Saved data entries:
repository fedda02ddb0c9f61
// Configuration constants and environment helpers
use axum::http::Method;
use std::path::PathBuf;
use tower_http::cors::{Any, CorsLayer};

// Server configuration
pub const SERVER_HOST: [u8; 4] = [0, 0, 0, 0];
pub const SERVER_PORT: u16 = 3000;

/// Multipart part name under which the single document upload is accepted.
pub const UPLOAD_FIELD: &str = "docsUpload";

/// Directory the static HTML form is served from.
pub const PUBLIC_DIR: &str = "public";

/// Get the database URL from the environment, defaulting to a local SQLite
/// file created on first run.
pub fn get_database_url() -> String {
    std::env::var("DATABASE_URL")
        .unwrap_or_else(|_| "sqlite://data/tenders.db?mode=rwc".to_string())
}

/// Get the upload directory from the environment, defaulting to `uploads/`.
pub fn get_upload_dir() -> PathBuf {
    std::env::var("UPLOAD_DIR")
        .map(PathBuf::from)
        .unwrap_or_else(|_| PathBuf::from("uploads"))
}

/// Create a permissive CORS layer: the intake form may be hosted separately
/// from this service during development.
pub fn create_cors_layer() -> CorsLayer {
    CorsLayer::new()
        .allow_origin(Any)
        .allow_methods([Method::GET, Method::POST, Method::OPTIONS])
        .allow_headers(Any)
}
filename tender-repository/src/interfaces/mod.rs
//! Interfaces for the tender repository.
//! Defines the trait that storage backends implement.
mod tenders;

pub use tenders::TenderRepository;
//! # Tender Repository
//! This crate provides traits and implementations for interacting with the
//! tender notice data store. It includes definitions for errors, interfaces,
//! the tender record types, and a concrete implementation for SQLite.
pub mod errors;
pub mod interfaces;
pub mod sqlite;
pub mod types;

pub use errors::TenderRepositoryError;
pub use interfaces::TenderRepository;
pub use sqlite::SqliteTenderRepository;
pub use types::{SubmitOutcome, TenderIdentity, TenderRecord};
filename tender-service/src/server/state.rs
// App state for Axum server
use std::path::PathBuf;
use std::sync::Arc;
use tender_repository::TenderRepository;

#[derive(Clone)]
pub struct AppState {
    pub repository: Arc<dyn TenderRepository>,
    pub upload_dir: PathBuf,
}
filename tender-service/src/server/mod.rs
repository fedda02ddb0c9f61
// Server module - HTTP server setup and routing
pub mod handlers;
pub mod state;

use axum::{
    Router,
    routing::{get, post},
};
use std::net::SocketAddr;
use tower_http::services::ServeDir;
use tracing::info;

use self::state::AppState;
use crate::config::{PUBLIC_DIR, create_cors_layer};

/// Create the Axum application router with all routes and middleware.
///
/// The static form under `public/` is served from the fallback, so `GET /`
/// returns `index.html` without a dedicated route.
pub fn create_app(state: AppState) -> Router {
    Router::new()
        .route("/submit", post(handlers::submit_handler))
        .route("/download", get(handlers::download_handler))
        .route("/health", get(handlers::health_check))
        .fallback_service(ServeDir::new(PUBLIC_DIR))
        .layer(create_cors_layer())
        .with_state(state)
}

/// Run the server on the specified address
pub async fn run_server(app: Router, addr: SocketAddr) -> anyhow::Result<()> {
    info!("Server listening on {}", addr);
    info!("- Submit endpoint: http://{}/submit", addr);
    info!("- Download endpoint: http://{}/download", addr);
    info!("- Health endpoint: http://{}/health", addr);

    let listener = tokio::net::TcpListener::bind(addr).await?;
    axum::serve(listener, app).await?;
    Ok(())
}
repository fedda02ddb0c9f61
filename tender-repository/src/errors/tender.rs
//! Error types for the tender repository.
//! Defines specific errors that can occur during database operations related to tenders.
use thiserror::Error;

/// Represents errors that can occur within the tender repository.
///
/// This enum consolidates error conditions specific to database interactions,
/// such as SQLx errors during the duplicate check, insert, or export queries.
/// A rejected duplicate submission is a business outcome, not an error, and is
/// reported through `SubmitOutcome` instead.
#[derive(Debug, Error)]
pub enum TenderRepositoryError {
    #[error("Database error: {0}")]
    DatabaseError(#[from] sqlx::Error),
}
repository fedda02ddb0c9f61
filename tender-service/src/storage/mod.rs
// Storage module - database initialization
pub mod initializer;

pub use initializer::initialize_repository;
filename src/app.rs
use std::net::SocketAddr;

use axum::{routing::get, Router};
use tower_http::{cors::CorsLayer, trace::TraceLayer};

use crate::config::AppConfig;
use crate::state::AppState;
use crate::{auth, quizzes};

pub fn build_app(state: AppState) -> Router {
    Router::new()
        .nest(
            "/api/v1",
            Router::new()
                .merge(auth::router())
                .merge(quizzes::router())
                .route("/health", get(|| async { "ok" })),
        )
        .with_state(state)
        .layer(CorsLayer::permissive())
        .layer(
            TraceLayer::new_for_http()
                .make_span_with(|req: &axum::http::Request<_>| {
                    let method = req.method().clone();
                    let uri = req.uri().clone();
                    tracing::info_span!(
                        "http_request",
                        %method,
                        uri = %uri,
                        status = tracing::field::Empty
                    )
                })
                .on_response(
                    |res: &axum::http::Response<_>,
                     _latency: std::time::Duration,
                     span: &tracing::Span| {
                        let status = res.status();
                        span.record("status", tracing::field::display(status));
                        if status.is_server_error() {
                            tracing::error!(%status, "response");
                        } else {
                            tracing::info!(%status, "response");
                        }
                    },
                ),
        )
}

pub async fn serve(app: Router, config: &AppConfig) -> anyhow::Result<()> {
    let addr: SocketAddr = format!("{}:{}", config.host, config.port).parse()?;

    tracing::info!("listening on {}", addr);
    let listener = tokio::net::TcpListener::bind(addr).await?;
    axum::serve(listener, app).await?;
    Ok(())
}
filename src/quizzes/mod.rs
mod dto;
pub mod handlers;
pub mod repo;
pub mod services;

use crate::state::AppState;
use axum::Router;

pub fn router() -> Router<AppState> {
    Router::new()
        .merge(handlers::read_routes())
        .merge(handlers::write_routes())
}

→ **WHAT TO PRODUCE**
Copy, exactly and only, the lines above that begin with the one containing "use std::sync::Arc;" and finish with the one containing "use tracing::info;".

→ **REPLY TO THE EXERCISE**
use std::sync::Arc;
use tender_repository::TenderRepository;

#[derive(Clone)]
pub struct AppState {
    pub repository: Arc<dyn TenderRepository>,
    pub upload_dir: PathBuf,
}
filename tender-service/src/server/mod.rs
repository fedda02ddb0c9f61
// Server module - HTTP server setup and routing
pub mod handlers;
pub mod state;

use axum::{
    Router,
    routing::{get, post},
};
use std::net::SocketAddr;
use tower_http::services::ServeDir;
use tracing::info;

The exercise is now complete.